▶ [YOUR OBJECTIVE] Your answer should be only the lines below from the one with "ON CONFLICT (id)" to the one with "use chrono::Duration;", repeated exactly, ends included.

#### EXERCISE MATERIAL

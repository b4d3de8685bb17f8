use dukkan_common::Money;
use sqlx::SqliteConnection;

use crate::{db_types::Product, traits::LedgerError};

pub async fn fetch_product(product_id: i64, conn: &mut SqliteConnection) -> Result<Option<Product>, LedgerError> {
    let product = sqlx::query_as("SELECT * FROM products WHERE id = $1").bind(product_id).fetch_optional(conn).await?;
    Ok(product)
}

/// Seeds or updates a catalog entry. The catalog is maintained out of band; this exists for bootstrapping and tests.
pub async fn upsert_product(
    product_id: i64,
    name: &str,
    price: Money,
    conn: &mut SqliteConnection,
) -> Result<Product, LedgerError> {
    let product = sqlx::query_as(
        r#"
            INSERT INTO products (id, name, price)
            VALUES ($1, $2, $3)
            ON CONFLICT (id) DO UPDATE SET name = excluded.name, price = excluded.price
            RETURNING *;
        "#,
    )
    .bind(product_id)
    .bind(name)
    .bind(price)
    .fetch_one(conn)
    .await?;
    Ok(product)
}
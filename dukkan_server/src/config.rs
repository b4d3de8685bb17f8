use std::env;

use chrono::Duration;
use dukkan_common::{parse_boolean_flag, Secret};
use log::*;
use rand::Rng;

const DEFAULT_DKN_HOST: &str = "127.0.0.1";
const DEFAULT_DKN_PORT: u16 = 3000;
const DEFAULT_WEBHOOK_HEADER: &str = "x-kuraimi-signature";
const DEFAULT_PROOF_DIR: &str = "data/uploads";
const DEFAULT_TOKEN_LIFETIME: Duration = Duration::hours(24);

#[derive(Clone, Debug)]
pub struct ServerConfig {
    pub host: String,
    pub port: u16,
    pub database_url: String,
    pub auth: AuthConfig,
    pub webhook: WebhookConfig,
    pub channels: ChannelsConfig,
    pub kuraimi: KuraimiConfig,
    /// Directory where uploaded payment proofs are written. Served back as `/uploads/<file>`.
    pub proof_dir: String,
}

impl Default for ServerConfig {
    fn default() -> Self {
        Self {
            host: DEFAULT_DKN_HOST.to_string(),
            port: DEFAULT_DKN_PORT,
            database_url: String::default(),
            auth: AuthConfig::default(),
            webhook: WebhookConfig::default(),
            channels: ChannelsConfig::default(),
            kuraimi: KuraimiConfig::default(),
            proof_dir: DEFAULT_PROOF_DIR.to_string(),
        }
    }
}

impl ServerConfig {
    pub fn new(host: &str, port: u16) -> Self {
        Self { host: host.to_string(), port, ..Default::default() }
    }

    pub fn from_env_or_default() -> Self {
        let host = env::var("DKN_HOST").ok().unwrap_or_else(|| DEFAULT_DKN_HOST.into());
        let port = env::var("DKN_PORT")
            .map(|s| {
                s.parse::<u16>().unwrap_or_else(|e| {
                    error!(
                        "🪛️ {s} is not a valid port for DKN_PORT. {e} Using the default, {DEFAULT_DKN_PORT}, instead."
                    );
                    DEFAULT_DKN_PORT
                })
            })
            .ok()
            .unwrap_or(DEFAULT_DKN_PORT);
        let database_url = dukkan_engine::db_url();
        let proof_dir = env::var("DKN_PROOF_DIR").ok().unwrap_or_else(|| DEFAULT_PROOF_DIR.into());
        Self {
            host,
            port,
            database_url,
            auth: AuthConfig::from_env_or_default(),
            webhook: WebhookConfig::from_env_or_default(),
            channels: ChannelsConfig::from_env(),
            kuraimi: KuraimiConfig::from_env(),
            proof_dir,
        }
    }
}

//-------------------------------------------------  AuthConfig  -------------------------------------------------------
#[derive(Clone, Debug)]
pub struct AuthConfig {
    /// Shared secret for the `x-api-key` header that guards staff endpoints.
    pub api_key: Option<Secret<String>>,
    /// Signing key for issued access tokens.
    pub token_secret: Secret<String>,
    pub token_lifetime: Duration,
}

impl Default for AuthConfig {
    fn default() -> Self {
        warn!(
            "🚨️🚨️🚨️ The token signing secret has not been set. I'm using a random value for this session. All \
             issued tokens become invalid when the server restarts. Set DKN_TOKEN_SECRET on a production instance. \
             🚨️🚨️🚨️"
        );
        let mut rng = rand::thread_rng();
        let secret: String = (0..32).map(|_| format!("{:02x}", rng.gen::<u8>())).collect();
        Self { api_key: None, token_secret: Secret::new(secret), token_lifetime: DEFAULT_TOKEN_LIFETIME }
    }
}

impl AuthConfig {
    pub fn from_env_or_default() -> Self {
        let api_key = env::var("DKN_API_KEY").ok().map(Secret::new);
        if api_key.is_none() {
            warn!("🪛️ DKN_API_KEY is not set. Staff endpoints will reject every request.");
        }
        let token_lifetime = env::var("DKN_TOKEN_LIFETIME_HOURS")
            .ok()
            .and_then(|s| {
                s.parse::<i64>()
                    .map_err(|e| warn!("🪛️ Invalid configuration value for DKN_TOKEN_LIFETIME_HOURS. {e}"))
                    .ok()
            })
            .map(Duration::hours)
            .unwrap_or(DEFAULT_TOKEN_LIFETIME);
        match env::var("DKN_TOKEN_SECRET") {
            Ok(secret) => Self { api_key, token_secret: Secret::new(secret), token_lifetime },
            Err(_) => Self { api_key, token_lifetime, ..Default::default() },
        }
    }
}

//-------------------------------------------------  WebhookConfig  ----------------------------------------------------
#[derive(Clone, Debug)]
pub struct WebhookConfig {
    /// HMAC key for incoming provider webhooks. When unset, signature checks are skipped (dev mode only).
    pub secret: Option<Secret<String>>,
    /// Header carrying the hex HMAC-SHA256 signature of the raw body.
    pub header: String,
}

impl Default for WebhookConfig {
    fn default() -> Self {
        Self { secret: None, header: DEFAULT_WEBHOOK_HEADER.to_string() }
    }
}

impl WebhookConfig {
    pub fn from_env_or_default() -> Self {
        let checks = parse_boolean_flag(env::var("DKN_WEBHOOK_CHECKS").ok(), true);
        let secret = if checks { env::var("DKN_WEBHOOK_SECRET").ok().map(Secret::new) } else { None };
        if secret.is_none() {
            warn!(
                "🚨️ Webhook signatures will NOT be checked. Set DKN_WEBHOOK_SECRET (and leave DKN_WEBHOOK_CHECKS \
                 unset) on a production instance."
            );
        }
        let header = env::var("DKN_WEBHOOK_HEADER").ok().unwrap_or_else(|| DEFAULT_WEBHOOK_HEADER.into());
        Self { secret, header }
    }
}

//-------------------------------------------------  ChannelsConfig  ---------------------------------------------------
/// Endpoints for the outbound notification channels. Each one is optional; an unconfigured channel is simply not
/// registered with the notifier.
#[derive(Clone, Debug, Default)]
pub struct ChannelsConfig {
    pub fcm_server_key: Option<Secret<String>>,
    pub email_relay_url: Option<String>,
    pub sms_relay_url: Option<String>,
    pub whatsapp_relay_url: Option<String>,
    pub chatops_webhook_url: Option<String>,
}

impl ChannelsConfig {
    pub fn from_env() -> Self {
        let fcm_server_key = env::var("DKN_FCM_SERVER_KEY").ok().map(Secret::new);
        if fcm_server_key.is_none() {
            info!("🪛️ DKN_FCM_SERVER_KEY is not set. Push notifications are disabled.");
        }
        Self {
            fcm_server_key,
            email_relay_url: env::var("DKN_EMAIL_RELAY_URL").ok(),
            sms_relay_url: env::var("DKN_SMS_RELAY_URL").ok(),
            whatsapp_relay_url: env::var("DKN_WHATSAPP_RELAY_URL").ok(),
            chatops_webhook_url: env::var("DKN_CHATOPS_WEBHOOK_URL").ok(),
        }
    }
}

//-------------------------------------------------  KuraimiConfig  ----------------------------------------------------
/// Connection details for the Kuraimi e-payment API. When absent, payment creation falls back to manual transfer
/// instructions carrying the `ORDER-<id>` reference.
#[derive(Clone, Debug, Default)]
pub struct KuraimiConfig {
    pub base_url: Option<String>,
    pub merchant_id: Option<String>,
    pub api_key: Option<Secret<String>>,
}

impl KuraimiConfig {
    pub fn from_env() -> Self {
        let config = Self {
            base_url: env::var("DKN_KURAIMI_BASE_URL").ok(),
            merchant_id: env::var("DKN_KURAIMI_MERCHANT_ID").ok(),
            api_key: env::var("DKN_KURAIMI_API_KEY").ok().map(Secret::new),
        };
        if !config.is_configured() {
            info!("🪛️ Kuraimi API is not configured. Payment creation will return manual transfer instructions.");
        }
        config
    }

    pub fn is_configured(&self) -> bool {
        self.base_url.is_some() && self.merchant_id.is_some() && self.api_key.is_some()
    }
}
//! # Dukkan server
//! This crate hosts the HTTP surface of the Dukkan order-fulfillment backend. It is responsible for:
//! * serving the cart, order, payment, and notification routes,
//! * validating webhook signatures before any payment mutation,
//! * streaming live events to connected clients over SSE.
//!
//! ## Configuration
//! The server is configured via environment variables. See [config](config/index.html) for more information.
//!
//! The business logic itself lives in `dukkan_engine`; handlers here unwrap the transport, call an engine API, and
//! map engine errors to HTTP statuses.

pub mod auth;
pub mod config;
pub mod data_objects;
pub mod errors;
pub mod helpers;
pub mod integrations;
pub mod middleware;
pub mod payment_routes;
pub mod proof_store;
pub mod routes;
pub mod server;

#[cfg(test)]
mod endpoint_tests;
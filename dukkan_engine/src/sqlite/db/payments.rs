use log::debug;
use sqlx::SqliteConnection;

use crate::{
    db_types::{NewPayment, Payment, PaymentStatus},
    traits::LedgerError,
};

pub async fn insert_payment(payment: NewPayment, conn: &mut SqliteConnection) -> Result<Payment, LedgerError> {
    let payment: Payment = sqlx::query_as(
        r#"
            INSERT INTO payments (order_id, method, amount, status, provider_reference, proof_url)
            VALUES ($1, $2, $3, $4, $5, $6)
            RETURNING *;
        "#,
    )
    .bind(payment.order_id)
    .bind(payment.method)
    .bind(payment.amount)
    .bind(payment.status)
    .bind(payment.provider_reference)
    .bind(payment.proof_url)
    .fetch_one(conn)
    .await?;
    debug!("💳️ Payment #{} ({}) recorded for order #{}", payment.id, payment.status, payment.order_id);
    Ok(payment)
}

pub async fn fetch_payment(payment_id: i64, conn: &mut SqliteConnection) -> Result<Option<Payment>, LedgerError> {
    let payment = sqlx::query_as("SELECT * FROM payments WHERE id = $1").bind(payment_id).fetch_optional(conn).await?;
    Ok(payment)
}

/// The most recently created payment for the order.
pub async fn latest_for_order(order_id: i64, conn: &mut SqliteConnection) -> Result<Option<Payment>, LedgerError> {
    let payment = sqlx::query_as("SELECT * FROM payments WHERE order_id = $1 ORDER BY id DESC LIMIT 1")
        .bind(order_id)
        .fetch_optional(conn)
        .await?;
    Ok(payment)
}

/// Finds an existing payment for the order with the given provider reference. Used to deduplicate webhook replays.
pub async fn fetch_by_provider_reference(
    order_id: i64,
    reference: &str,
    conn: &mut SqliteConnection,
) -> Result<Option<Payment>, LedgerError> {
    let payment = sqlx::query_as("SELECT * FROM payments WHERE order_id = $1 AND provider_reference = $2")
        .bind(order_id)
        .bind(reference)
        .fetch_optional(conn)
        .await?;
    Ok(payment)
}

/// Transitions a payment's status. Transitions are monotonic: a paid payment can never move back to pending.
pub async fn set_payment_status(
    payment_id: i64,
    status: PaymentStatus,
    conn: &mut SqliteConnection,
) -> Result<Payment, LedgerError> {
    let current = fetch_payment(payment_id, &mut *conn)
        .await?
        .ok_or(LedgerError::DatabaseError(format!("Payment {payment_id} vanished mid-transaction")))?;
    if current.status == PaymentStatus::Paid && status == PaymentStatus::Pending {
        return Err(LedgerError::PaymentStatusRegression(payment_id));
    }
    if current.status == status {
        return Ok(current);
    }
    let payment = sqlx::query_as("UPDATE payments SET status = $1 WHERE id = $2 RETURNING *")
        .bind(status)
        .bind(payment_id)
        .fetch_one(conn)
        .await?;
    debug!("💳️ Payment #{payment_id} moved to status {status}");
    Ok(payment)
}

pub async fn set_provider_reference(
    payment_id: i64,
    reference: &str,
    conn: &mut SqliteConnection,
) -> Result<Payment, LedgerError> {
    let payment = sqlx::query_as("UPDATE payments SET provider_reference = $1 WHERE id = $2 RETURNING *")
        .bind(reference)
        .bind(payment_id)
        .fetch_one(conn)
        .await?;
    Ok(payment)
}
use crate::{
    db_types::{NewNotification, Notification},
    traits::{LedgerError, NotificationPage, NotificationQuery},
};

/// Persistence for the notification log. Notifications are immutable except for the read marker.
#[allow(async_fn_in_trait)]
pub trait NotificationStore: Clone {
    async fn insert_notification(&self, notification: NewNotification) -> Result<Notification, LedgerError>;

    async fn search_notifications(&self, query: NotificationQuery) -> Result<NotificationPage, LedgerError>;

    /// Returns false if the notification does not exist.
    async fn mark_notification_read(&self, id: i64) -> Result<bool, LedgerError>;

    /// Returns the number of notifications that were still unread.
    async fn mark_all_notifications_read(&self) -> Result<u64, LedgerError>;
}

/// A durable key → set-of-tokens map for push subscriptions. Register and unregister are idempotent; tokens are never
/// expired here (invalid tokens are the push provider's problem).
#[allow(async_fn_in_trait)]
pub trait PushTokenStore: Clone {
    async fn register_push_token(&self, subscriber: &str, token: &str) -> Result<(), LedgerError>;

    async fn unregister_push_token(&self, subscriber: &str, token: &str) -> Result<(), LedgerError>;

    /// Tokens for one subscriber, or the union of all registered tokens when `subscriber` is `None`.
    async fn fetch_push_tokens(&self, subscriber: Option<&str>) -> Result<Vec<String>, LedgerError>;
}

########

▶ [SOLUTION]
            ON CONFLICT (id) DO UPDATE SET name = excluded.name, price = excluded.price
            RETURNING *;
        "#,
    )
    .bind(product_id)
    .bind(name)
    .bind(price)
    .fetch_one(conn)
    .await?;
    Ok(product)
}
filename dukkan_server/src/config.rs
repository b4d3de8685bb17f8
use std::env;

use chrono::Duration;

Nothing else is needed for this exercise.